Asian Pac J Cancer Prev 2019 Dec 1;20(12):3649-3654. Epub 2019 Dec 1.

Regional Maxillofacial Unit, University Hospital Aintree, Liverpool, United Kingdom.

Background: Quality of life is an important outcome measure used both in research and patient care across all cultural healthcare settings.

Objective: This study is aimed to evaluate the validity and reliability of interviewer-administered Tamil translated University of Washington Quality of Life Questionnaire (Version 4) in a setting with low literacy.

Methods: The study was done in a tertiary care teaching institute in Puducherry, South India. The translation was done by using 'forward-backward translation method.' A hundred subjects diagnosed with head and neck cancer (HNC) were interviewed before the initiation of treatment. The Tamil version of University of Washington Quality of Life Questionnaire (UWQOL) questionnaire was validated using the Tamil version of the World Health Organization Quality of Life-Brief questionnaire (WHOQOL-BREF) version. Inter-rater reliability and test-retest reliability was also assessed.

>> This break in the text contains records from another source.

use uuid::Uuid;
use yew::{classes, html, Component, Context, Html, Properties};

/// Overlay container for modal dialogs. Children stay mounted; visibility is
/// driven by the `show` class, toggled from the `open` prop.
pub struct MaterialTopSheet {
    pub id: String,
}

#[derive(Properties, PartialEq)]
pub struct Props {
    #[prop_or_default]
    pub children: Html,
    pub open: bool,
}

impl Component for MaterialTopSheet {
    type Message = ();
    type Properties = Props;

    fn create(_ctx: &Context<Self>) -> Self {
        Self {
            id: format!("id-{}", Uuid::new_v4()),
        }
    }

    fn view(&self, ctx: &Context<Self>) -> Html {
        let props = ctx.props();
        html! {
            <div
                class={classes!("top-sheet", props.open.then_some("show"))}
                id={self.id.clone()}
                aria-hidden={(!props.open).to_string()}
            >
                { props.children.clone() }
            </div>
        }
    }
}
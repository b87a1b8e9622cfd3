//! `POST /api/component/create-review?id=`.
//!
//! Rejections the user can fix (no identity, unknown component, bad rating,
//! empty comment) answer `200` with `success: false`. Only storage failures
//! surface as HTTP errors.

use actix_web::{web, HttpRequest, HttpResponse};
use common::requests::{CreateReviewRequest, CreateReviewResponse, IdQuery};
use rusqlite::Connection;

use crate::config::AppConfig;
use crate::db;
use crate::error::ServiceError;
use crate::services::identity::current_user;

pub const MIN_RATING: i64 = 1;
pub const MAX_RATING: i64 = 5;

pub async fn process(
    req: HttpRequest,
    query: web::Query<IdQuery>,
    body: web::Json<CreateReviewRequest>,
    config: web::Data<AppConfig>,
) -> Result<HttpResponse, ServiceError> {
    let conn = db::open(&config.database_path)?;
    let response = create_review(&req, &conn, &query.id, &body)?;
    Ok(HttpResponse::Ok().json(response))
}

fn create_review(
    req: &HttpRequest,
    conn: &Connection,
    component_id: &str,
    body: &CreateReviewRequest,
) -> Result<CreateReviewResponse, ServiceError> {
    let Some(user) = current_user(req, conn)? else {
        return Ok(rejected("Sign in to write a review"));
    };
    if db::components::owner_of(conn, component_id)?.is_none() {
        return Ok(rejected("Component not found"));
    }
    let rating = match body.rating {
        Some(rating) if (MIN_RATING..=MAX_RATING).contains(&rating) => rating,
        _ => {
            return Ok(rejected(&format!(
                "Rating must be a whole number from {} to {}",
                MIN_RATING, MAX_RATING
            )))
        }
    };
    let comment = body.comment.trim();
    if comment.is_empty() {
        return Ok(rejected("Comment must not be empty"));
    }

    let review = db::reviews::insert_review(conn, component_id, &user.id, comment, rating)?;
    log::info!("Review {} added to component {}", review.id, component_id);

    Ok(CreateReviewResponse {
        success: true,
        message: None,
        review: Some(review),
    })
}

fn rejected(message: &str) -> CreateReviewResponse {
    log::warn!("Review rejected: {}", message);
    CreateReviewResponse {
        success: false,
        message: Some(message.to_string()),
        review: None,
    }
}
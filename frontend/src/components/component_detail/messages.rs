use common::model::component::Component;
use common::model::media::MediaFile;
use common::model::user::User;
use common::requests::CreateReviewResponse;

use super::state::MediaSlot;
use crate::api::ApiError;

pub enum Msg {
    Load,
    RouteChanged(String),
    Loaded {
        generation: u64,
        result: Result<Option<Component>, ApiError>,
    },
    UserLoaded(Option<User>),

    Delete,
    DeleteFinished(Result<(), ApiError>),

    OpenUpdateDialog,
    CloseUpdateDialog,
    SetTitle(String),
    SetDescription(String),
    SetPath(String),
    PickMedia(MediaSlot, Option<web_sys::File>),
    MediaRead {
        slot: MediaSlot,
        ticket: u64,
        file: MediaFile,
    },
    MediaReadFailed {
        slot: MediaSlot,
        ticket: u64,
    },
    SubmitUpdate,
    UpdateFinished(Result<(), ApiError>),

    OpenReviewDialog,
    CloseReviewDialog,
    SetComment(String),
    SetRating(String),
    SubmitReview,
    ReviewFinished(Result<CreateReviewResponse, ApiError>),
}
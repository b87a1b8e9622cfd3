//! Fixtures for handler tests: a throwaway database and media directory, seed
//! helpers and a hand-built multipart body.

use rusqlite::Connection;
use tempfile::TempDir;

use crate::config::AppConfig;
use crate::db;
use crate::db::components::NewComponent;

pub const BOUNDARY: &str = "showcase-test-boundary";

pub struct TestEnv {
    _dir: TempDir,
    pub config: AppConfig,
}

impl TestEnv {
    pub fn new() -> Self {
        let dir = tempfile::tempdir().expect("temp dir");
        let config = AppConfig {
            host: "127.0.0.1".to_string(),
            port: 0,
            database_path: dir.path().join("showcase.sqlite"),
            media_dir: dir.path().join("media"),
            open_browser: false,
        };
        Self { _dir: dir, config }
    }

    pub fn conn(&self) -> Connection {
        db::open(&self.config.database_path).expect("open test database")
    }

    pub fn seed_user(&self, id: &str) {
        let name = format!("User {}", id);
        let email = format!("{}@example.com", id);
        db::users::upsert_user(&self.conn(), id, &name, &email).expect("seed user");
    }

    /// Creates a user-owned component and returns its id.
    pub fn seed_component(&self, owner: &str) -> String {
        let new = NewComponent {
            owner_id: owner.to_string(),
            component_type: "input".to_string(),
            live_code: "<input />".to_string(),
            component_path: "src/components/Input.tsx".to_string(),
            title: "Input".to_string(),
            description: "Text field".to_string(),
            code_snippet: "<Input />".to_string(),
            component_code: "export const Input = () => null;".to_string(),
            components_uses: "Forms".to_string(),
            image: None,
            video: None,
        };
        db::components::insert_component(&self.conn(), &new).expect("seed component")
    }
}

pub enum Part<'a> {
    Text(&'a str, &'a str),
    File {
        name: &'a str,
        file_name: &'a str,
        content_type: &'a str,
        bytes: &'a [u8],
    },
}

pub fn multipart_content_type() -> String {
    format!("multipart/form-data; boundary={}", BOUNDARY)
}

pub fn multipart_body(parts: &[Part<'_>]) -> Vec<u8> {
    let mut body = Vec::new();
    for part in parts {
        body.extend_from_slice(format!("--{}\r\n", BOUNDARY).as_bytes());
        match part {
            Part::Text(name, value) => {
                body.extend_from_slice(
                    format!("Content-Disposition: form-data; name=\"{}\"\r\n\r\n", name).as_bytes(),
                );
                body.extend_from_slice(value.as_bytes());
            }
            Part::File {
                name,
                file_name,
                content_type,
                bytes,
            } => {
                body.extend_from_slice(
                    format!(
                        "Content-Disposition: form-data; name=\"{}\"; filename=\"{}\"\r\nContent-Type: {}\r\n\r\n",
                        name, file_name, content_type
                    )
                    .as_bytes(),
                );
                body.extend_from_slice(bytes);
            }
        }
        body.extend_from_slice(b"\r\n");
    }
    body.extend_from_slice(format!("--{}--\r\n", BOUNDARY).as_bytes());
    body
}

/// Builds the full application around `config` for `actix_web::test`.
macro_rules! test_app {
    ($config:expr) => {
        actix_web::test::init_service(
            actix_web::App::new()
                .app_data(actix_web::web::Data::new($config.clone()))
                .service($crate::services::components::configure_routes())
                .service($crate::services::users::configure_routes()),
        )
        .await
    };
}

pub(crate) use test_app;
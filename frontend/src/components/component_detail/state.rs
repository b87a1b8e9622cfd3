//! Runtime state of the component detail page.
//!
//! Everything here is plain data so the update logic can run without a browser:
//! the loaded entry, the viewer, two dialog flags, both form drafts, the delete
//! flag, the save lock shared by the two dialogs and the load generation used to
//! drop stale responses.

use common::model::component::Component;
use common::model::media::{ComponentUpdateForm, MediaFile};
use common::model::user::User;
use common::requests::CreateReviewRequest;

/// Which of the two save operations currently holds the lock.
#[derive(Debug, Clone, Copy, PartialEq, Eq)]
pub enum SaveOperation {
    Update,
    Review,
}

/// Single-slot lock shared by the update and review dialogs.
///
/// Both submit buttons are disabled while it is held, whichever dialog took it,
/// so at most one save request is outstanding per page.
#[derive(Debug, Clone, Copy, Default, PartialEq, Eq)]
pub struct SaveLock {
    holder: Option<SaveOperation>,
}

impl SaveLock {
    /// Takes the lock for `op`. Returns `false` if any operation already holds it.
    pub fn try_acquire(&mut self, op: SaveOperation) -> bool {
        if self.holder.is_some() {
            return false;
        }
        self.holder = Some(op);
        true
    }

    /// Releases the lock if `op` holds it.
    pub fn release(&mut self, op: SaveOperation) {
        if self.holder == Some(op) {
            self.holder = None;
        }
    }

    pub fn is_held(&self) -> bool {
        self.holder.is_some()
    }

    pub fn holder(&self) -> Option<SaveOperation> {
        self.holder
    }
}

/// Progress of an update submission.
///
/// `Idle -> Submitting -> Reloading -> Idle` on success, `Submitting -> Idle`
/// with the dialog left open on failure.
#[derive(Debug, Clone, Copy, PartialEq, Eq)]
pub enum UpdateFlow {
    Idle,
    Submitting,
    Reloading { generation: u64 },
}

/// Target slot of a chosen media file.
#[derive(Debug, Clone, Copy, PartialEq, Eq)]
pub enum MediaSlot {
    Image,
    Video,
}

/// Outstanding file reads, one ticket per slot.
///
/// Every pick takes a fresh ticket; a finished read is only applied if its
/// ticket is still the slot's current one, so clearing or re-picking a file
/// discards reads that were already running.
#[derive(Debug, Clone, Copy, Default, PartialEq, Eq)]
pub struct MediaReads {
    issued: u64,
    image: Option<u64>,
    video: Option<u64>,
}

impl MediaReads {
    fn slot_mut(&mut self, slot: MediaSlot) -> &mut Option<u64> {
        match slot {
            MediaSlot::Image => &mut self.image,
            MediaSlot::Video => &mut self.video,
        }
    }

    /// Starts a read for `slot` and returns its ticket.
    pub fn begin(&mut self, slot: MediaSlot) -> u64 {
        self.issued += 1;
        *self.slot_mut(slot) = Some(self.issued);
        self.issued
    }

    pub fn cancel(&mut self, slot: MediaSlot) {
        *self.slot_mut(slot) = None;
    }

    /// Ends the read holding `ticket`. Returns `false` for a superseded read.
    pub fn finish(&mut self, slot: MediaSlot, ticket: u64) -> bool {
        let current = self.slot_mut(slot);
        if *current != Some(ticket) {
            return false;
        }
        *current = None;
        true
    }

    pub fn is_pending(&self) -> bool {
        self.image.is_some() || self.video.is_some()
    }
}

/// Editable copy of the fields the update dialog changes.
#[derive(Debug, Clone, Default, PartialEq)]
pub struct UpdateDraft {
    pub title: String,
    pub description: String,
    pub component_path: String,
    pub image: Option<MediaFile>,
    pub video: Option<MediaFile>,
}

impl UpdateDraft {
    /// Copies title, description and path from a freshly loaded entry. Chosen
    /// files are left untouched.
    pub fn seed_from(&mut self, component: Option<&Component>) {
        let field = |pick: fn(&Component) -> &Option<String>| {
            component.and_then(|c| pick(c).clone()).unwrap_or_default()
        };
        self.title = field(|c| &c.title);
        self.description = field(|c| &c.description);
        self.component_path = field(|c| &c.component_path);
    }

    pub fn set_media(&mut self, slot: MediaSlot, file: Option<MediaFile>) {
        match slot {
            MediaSlot::Image => self.image = file,
            MediaSlot::Video => self.video = file,
        }
    }

    pub fn to_form(&self) -> ComponentUpdateForm {
        ComponentUpdateForm {
            title: self.title.clone(),
            description: self.description.clone(),
            component_path: self.component_path.clone(),
            image: self.image.clone(),
            video: self.video.clone(),
        }
    }
}

/// Review form contents. `rating` is `None` when the typed text is not a number.
#[derive(Debug, Clone, PartialEq)]
pub struct ReviewDraft {
    pub comment: String,
    pub rating: Option<i64>,
}

impl Default for ReviewDraft {
    fn default() -> Self {
        Self {
            comment: String::new(),
            rating: Some(1),
        }
    }
}

impl ReviewDraft {
    pub fn to_request(&self) -> CreateReviewRequest {
        CreateReviewRequest {
            comment: self.comment.clone(),
            rating: self.rating,
        }
    }
}

/// State container for the detail page. Fields are `pub` because `update`
/// and `view` both work on them directly.
pub struct ComponentDetail {
    /// Route identifier. Used as the key for loads and review creation.
    pub component_id: String,

    /// Loaded entry; `None` until a load resolves with a document.
    pub component: Option<Component>,

    /// Current viewer, if signed in.
    pub user: Option<User>,

    pub delete_in_flight: bool,
    pub update_dialog_open: bool,
    pub review_dialog_open: bool,

    pub update_draft: UpdateDraft,
    pub media_reads: MediaReads,
    pub review_draft: ReviewDraft,

    pub save_lock: SaveLock,
    pub update_flow: UpdateFlow,

    /// Generation of the most recently issued load.
    pub load_generation: u64,
}

impl ComponentDetail {
    pub fn new(component_id: impl Into<String>) -> Self {
        Self {
            component_id: component_id.into(),
            component: None,
            user: None,
            delete_in_flight: false,
            update_dialog_open: false,
            review_dialog_open: false,
            update_draft: UpdateDraft::default(),
            media_reads: MediaReads::default(),
            review_draft: ReviewDraft::default(),
            save_lock: SaveLock::default(),
            update_flow: UpdateFlow::Idle,
            load_generation: 0,
        }
    }

    /// Update submit is blocked while any save runs or a chosen file is still
    /// being read.
    pub fn update_submit_disabled(&self) -> bool {
        self.save_lock.is_held() || self.media_reads.is_pending()
    }

    /// Whether edit and delete controls are shown. UI gate only; the server
    /// checks ownership again on every mutation.
    pub fn is_owner(&self) -> bool {
        super::helpers::is_owner(self.user.as_ref(), self.component.as_ref())
    }
}
//! HTTP services. Each submodule exposes a `configure_routes` returning the
//! actix `Scope` for its path prefix.

pub mod components;
pub(crate) mod identity;
pub(crate) mod media;
pub mod reviews;
pub mod users;

#[cfg(test)]
pub(crate) mod test_support;
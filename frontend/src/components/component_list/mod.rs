use yew::platform::spawn_local;
use yew::prelude::*;

use common::api::COMPONENTS_PAGE;
use common::model::component::Component as Entry;

use crate::api::{self, ApiError};

pub enum Msg {
    Fetched(Result<Vec<Entry>, ApiError>),
}

/// Collection listing; each entry links to its detail page.
pub struct ComponentList {
    entries: Option<Vec<Entry>>,
}

impl Component for ComponentList {
    type Message = Msg;
    type Properties = ();

    fn create(ctx: &Context<Self>) -> Self {
        let link = ctx.link().clone();
        spawn_local(async move {
            link.send_message(Msg::Fetched(api::fetch_components().await));
        });
        Self { entries: None }
    }

    fn update(&mut self, _ctx: &Context<Self>, msg: Self::Message) -> bool {
        match msg {
            Msg::Fetched(Ok(entries)) => {
                self.entries = Some(entries);
                true
            }
            Msg::Fetched(Err(err)) => {
                gloo_console::error!(format!("Error fetching components: {}", err));
                false
            }
        }
    }

    fn view(&self, _ctx: &Context<Self>) -> Html {
        match &self.entries {
            None => html! { <p class="placeholder">{"Loading components..."}</p> },
            Some(entries) if entries.is_empty() => {
                html! { <p class="placeholder">{"No components yet."}</p> }
            }
            Some(entries) => html! {
                <ul class="component-list">
                    { for entries.iter().map(|entry| html! {
                        <li>
                            <a href={format!("{}/{}", COMPONENTS_PAGE, entry.id)}>
                                { entry.title.clone().unwrap_or_else(|| "Untitled Component".to_string()) }
                            </a>
                        </li>
                    }) }
                </ul>
            },
        }
    }
}
//! File processors

pub mod export;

Item-total correlation and Cronbach alpha were calculated for assessing validity and internal consistency respectively.

Results: In the Tamil version of UWQOL, social-emotional subscale was more affected than physical subscale. The domains such as mood, anxiety, and pain were most affected. The subscale scores were significantly different between those with early and late cancer. Tamil version of UWQOL showed moderate correlation with WHOQOL-BREF. The Tamil version of UWQOL had good test-retest and inter-rater agreement. Item-total correlation for the subscales was >0.80. The internal consistency of the Tamil Questionnaire was acceptable with Cronbach Alpha of 0.69.

Conclusion: The Tamil version of UWQOL questionnaire is a short, valid and reliable for HNC patients of low literacy.